_Exercise materials_
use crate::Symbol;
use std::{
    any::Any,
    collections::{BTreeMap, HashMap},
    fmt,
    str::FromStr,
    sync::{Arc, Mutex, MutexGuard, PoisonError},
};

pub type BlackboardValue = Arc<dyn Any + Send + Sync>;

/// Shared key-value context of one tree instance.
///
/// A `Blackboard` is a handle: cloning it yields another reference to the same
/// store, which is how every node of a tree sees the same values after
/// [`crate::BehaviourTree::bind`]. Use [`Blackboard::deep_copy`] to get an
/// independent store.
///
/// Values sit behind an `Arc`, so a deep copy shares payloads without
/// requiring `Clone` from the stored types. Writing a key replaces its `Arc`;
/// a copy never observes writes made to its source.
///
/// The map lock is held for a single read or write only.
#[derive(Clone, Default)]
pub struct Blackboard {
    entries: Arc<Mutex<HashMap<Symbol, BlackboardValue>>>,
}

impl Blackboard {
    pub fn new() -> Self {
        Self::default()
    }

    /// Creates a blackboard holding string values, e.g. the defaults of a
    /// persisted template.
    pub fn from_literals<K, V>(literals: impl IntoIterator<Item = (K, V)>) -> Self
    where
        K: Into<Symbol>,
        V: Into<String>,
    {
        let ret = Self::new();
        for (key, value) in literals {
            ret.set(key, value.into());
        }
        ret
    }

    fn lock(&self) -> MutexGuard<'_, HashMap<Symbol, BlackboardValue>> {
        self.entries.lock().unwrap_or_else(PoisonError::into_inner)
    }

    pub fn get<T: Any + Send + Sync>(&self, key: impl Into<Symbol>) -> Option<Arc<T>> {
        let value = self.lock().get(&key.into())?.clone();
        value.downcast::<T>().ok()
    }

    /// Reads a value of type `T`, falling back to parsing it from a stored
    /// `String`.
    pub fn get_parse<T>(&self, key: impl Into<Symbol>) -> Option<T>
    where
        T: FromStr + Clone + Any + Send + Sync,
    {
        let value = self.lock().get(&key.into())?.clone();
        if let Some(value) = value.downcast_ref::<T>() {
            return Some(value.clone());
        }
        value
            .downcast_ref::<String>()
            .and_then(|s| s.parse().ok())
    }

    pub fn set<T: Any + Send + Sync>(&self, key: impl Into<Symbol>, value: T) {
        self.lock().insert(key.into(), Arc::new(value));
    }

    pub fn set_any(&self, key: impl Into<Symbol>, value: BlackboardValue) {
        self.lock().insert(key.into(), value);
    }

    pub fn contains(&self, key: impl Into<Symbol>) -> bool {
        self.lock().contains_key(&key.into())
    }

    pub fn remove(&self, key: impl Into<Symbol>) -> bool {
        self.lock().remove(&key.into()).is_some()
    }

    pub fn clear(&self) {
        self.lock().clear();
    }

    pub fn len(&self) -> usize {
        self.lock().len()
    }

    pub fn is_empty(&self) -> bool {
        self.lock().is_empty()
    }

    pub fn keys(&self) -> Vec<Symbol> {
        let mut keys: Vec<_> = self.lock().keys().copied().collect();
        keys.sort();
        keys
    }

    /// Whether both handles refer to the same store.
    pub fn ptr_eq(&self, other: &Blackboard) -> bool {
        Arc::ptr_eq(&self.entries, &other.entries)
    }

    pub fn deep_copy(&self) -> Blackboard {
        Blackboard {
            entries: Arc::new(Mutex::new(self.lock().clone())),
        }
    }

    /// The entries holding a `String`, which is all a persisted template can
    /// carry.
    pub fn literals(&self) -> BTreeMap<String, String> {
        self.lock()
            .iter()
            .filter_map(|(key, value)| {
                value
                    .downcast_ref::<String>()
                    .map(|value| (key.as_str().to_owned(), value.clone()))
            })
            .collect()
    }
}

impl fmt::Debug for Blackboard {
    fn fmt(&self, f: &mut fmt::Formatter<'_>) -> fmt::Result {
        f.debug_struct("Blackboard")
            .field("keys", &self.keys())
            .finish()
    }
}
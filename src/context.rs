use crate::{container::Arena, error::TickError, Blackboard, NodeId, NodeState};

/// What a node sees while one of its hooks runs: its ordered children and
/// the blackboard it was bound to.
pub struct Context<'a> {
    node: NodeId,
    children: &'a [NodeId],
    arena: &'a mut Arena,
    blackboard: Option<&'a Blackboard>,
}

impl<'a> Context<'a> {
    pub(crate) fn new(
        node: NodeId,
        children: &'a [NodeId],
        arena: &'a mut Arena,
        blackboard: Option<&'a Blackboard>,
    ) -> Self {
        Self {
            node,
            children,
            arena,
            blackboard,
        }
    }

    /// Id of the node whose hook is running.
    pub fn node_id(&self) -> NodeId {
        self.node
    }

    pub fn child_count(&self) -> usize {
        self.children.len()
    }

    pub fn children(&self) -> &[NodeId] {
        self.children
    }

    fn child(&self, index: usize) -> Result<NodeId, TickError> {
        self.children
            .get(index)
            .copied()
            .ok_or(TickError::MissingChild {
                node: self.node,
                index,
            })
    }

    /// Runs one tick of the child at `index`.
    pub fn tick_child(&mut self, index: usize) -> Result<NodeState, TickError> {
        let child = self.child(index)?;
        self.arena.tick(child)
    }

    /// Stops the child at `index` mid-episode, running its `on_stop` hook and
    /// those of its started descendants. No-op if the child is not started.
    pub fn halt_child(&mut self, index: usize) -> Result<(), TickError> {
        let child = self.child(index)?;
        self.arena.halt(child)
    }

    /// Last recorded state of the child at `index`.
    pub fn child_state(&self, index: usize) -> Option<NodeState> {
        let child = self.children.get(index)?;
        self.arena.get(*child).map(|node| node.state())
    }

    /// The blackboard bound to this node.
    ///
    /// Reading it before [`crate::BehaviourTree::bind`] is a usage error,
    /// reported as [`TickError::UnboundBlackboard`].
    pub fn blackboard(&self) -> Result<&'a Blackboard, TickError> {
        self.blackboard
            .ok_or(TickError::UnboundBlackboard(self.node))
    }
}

_What is required_
Only lines with the word "BlackboardValue" are wanted, so copy each one from the records.

_Expected answer_
pub type BlackboardValue = Arc<dyn Any + Send + Sync>;
    entries: Arc<Mutex<HashMap<Symbol, BlackboardValue>>>,
    fn lock(&self) -> MutexGuard<'_, HashMap<Symbol, BlackboardValue>> {
    pub fn set_any(&self, key: impl Into<Symbol>, value: BlackboardValue) {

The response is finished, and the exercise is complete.